*** Input for this task Section Begins ***
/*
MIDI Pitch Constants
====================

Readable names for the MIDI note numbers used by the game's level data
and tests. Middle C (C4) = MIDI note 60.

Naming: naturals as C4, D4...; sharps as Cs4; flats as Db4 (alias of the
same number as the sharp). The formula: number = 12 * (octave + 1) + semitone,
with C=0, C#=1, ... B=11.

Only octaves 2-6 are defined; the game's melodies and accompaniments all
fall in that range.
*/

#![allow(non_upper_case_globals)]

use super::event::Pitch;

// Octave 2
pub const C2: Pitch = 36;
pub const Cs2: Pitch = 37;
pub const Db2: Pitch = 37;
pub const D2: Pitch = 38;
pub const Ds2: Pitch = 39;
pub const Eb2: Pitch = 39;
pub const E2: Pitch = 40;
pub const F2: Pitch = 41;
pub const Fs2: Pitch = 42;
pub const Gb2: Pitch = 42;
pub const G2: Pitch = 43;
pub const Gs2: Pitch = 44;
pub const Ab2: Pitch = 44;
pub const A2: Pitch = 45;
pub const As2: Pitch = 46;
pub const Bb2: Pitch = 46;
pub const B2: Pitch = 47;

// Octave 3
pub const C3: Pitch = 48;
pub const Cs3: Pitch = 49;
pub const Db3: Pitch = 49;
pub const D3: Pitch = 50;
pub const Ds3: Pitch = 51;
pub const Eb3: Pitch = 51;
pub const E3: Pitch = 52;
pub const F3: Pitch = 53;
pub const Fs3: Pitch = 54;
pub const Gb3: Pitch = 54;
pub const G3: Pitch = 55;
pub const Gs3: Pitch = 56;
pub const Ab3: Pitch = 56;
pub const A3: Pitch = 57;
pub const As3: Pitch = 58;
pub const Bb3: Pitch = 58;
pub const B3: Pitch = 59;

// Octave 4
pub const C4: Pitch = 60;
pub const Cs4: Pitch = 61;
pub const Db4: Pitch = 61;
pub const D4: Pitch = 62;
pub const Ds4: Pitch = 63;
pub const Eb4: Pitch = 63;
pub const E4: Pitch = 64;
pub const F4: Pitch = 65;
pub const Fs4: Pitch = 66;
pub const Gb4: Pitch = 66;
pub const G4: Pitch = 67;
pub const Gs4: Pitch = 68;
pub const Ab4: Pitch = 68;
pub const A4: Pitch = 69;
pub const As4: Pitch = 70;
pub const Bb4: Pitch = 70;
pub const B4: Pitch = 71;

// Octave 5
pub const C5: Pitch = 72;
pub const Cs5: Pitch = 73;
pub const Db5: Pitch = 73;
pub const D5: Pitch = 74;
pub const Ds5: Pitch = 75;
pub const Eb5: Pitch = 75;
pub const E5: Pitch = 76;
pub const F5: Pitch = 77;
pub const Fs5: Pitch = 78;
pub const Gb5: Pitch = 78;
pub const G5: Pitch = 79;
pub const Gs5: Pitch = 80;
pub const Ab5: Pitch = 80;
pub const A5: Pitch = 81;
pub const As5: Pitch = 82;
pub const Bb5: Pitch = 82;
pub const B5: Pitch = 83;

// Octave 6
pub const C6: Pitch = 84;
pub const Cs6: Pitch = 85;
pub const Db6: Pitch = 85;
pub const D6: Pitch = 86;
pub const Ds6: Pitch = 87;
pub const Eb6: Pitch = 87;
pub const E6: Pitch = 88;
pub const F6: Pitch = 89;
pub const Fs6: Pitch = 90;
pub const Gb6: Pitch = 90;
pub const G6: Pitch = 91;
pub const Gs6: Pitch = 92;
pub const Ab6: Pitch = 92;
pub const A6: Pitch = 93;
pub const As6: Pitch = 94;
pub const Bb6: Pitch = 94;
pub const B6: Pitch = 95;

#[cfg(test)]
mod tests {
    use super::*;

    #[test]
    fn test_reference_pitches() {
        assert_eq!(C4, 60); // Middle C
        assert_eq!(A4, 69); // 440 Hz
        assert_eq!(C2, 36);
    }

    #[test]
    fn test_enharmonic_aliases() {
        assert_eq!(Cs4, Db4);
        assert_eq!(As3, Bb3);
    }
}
*** Input for this task Section Ends ***
- [Task statement]
Wherever the string "Middle" occurs in the records above, copy that line.

- [Finished task]
and tests. Middle C (C4) = MIDI note 60.
        assert_eq!(C4, 60); // Middle C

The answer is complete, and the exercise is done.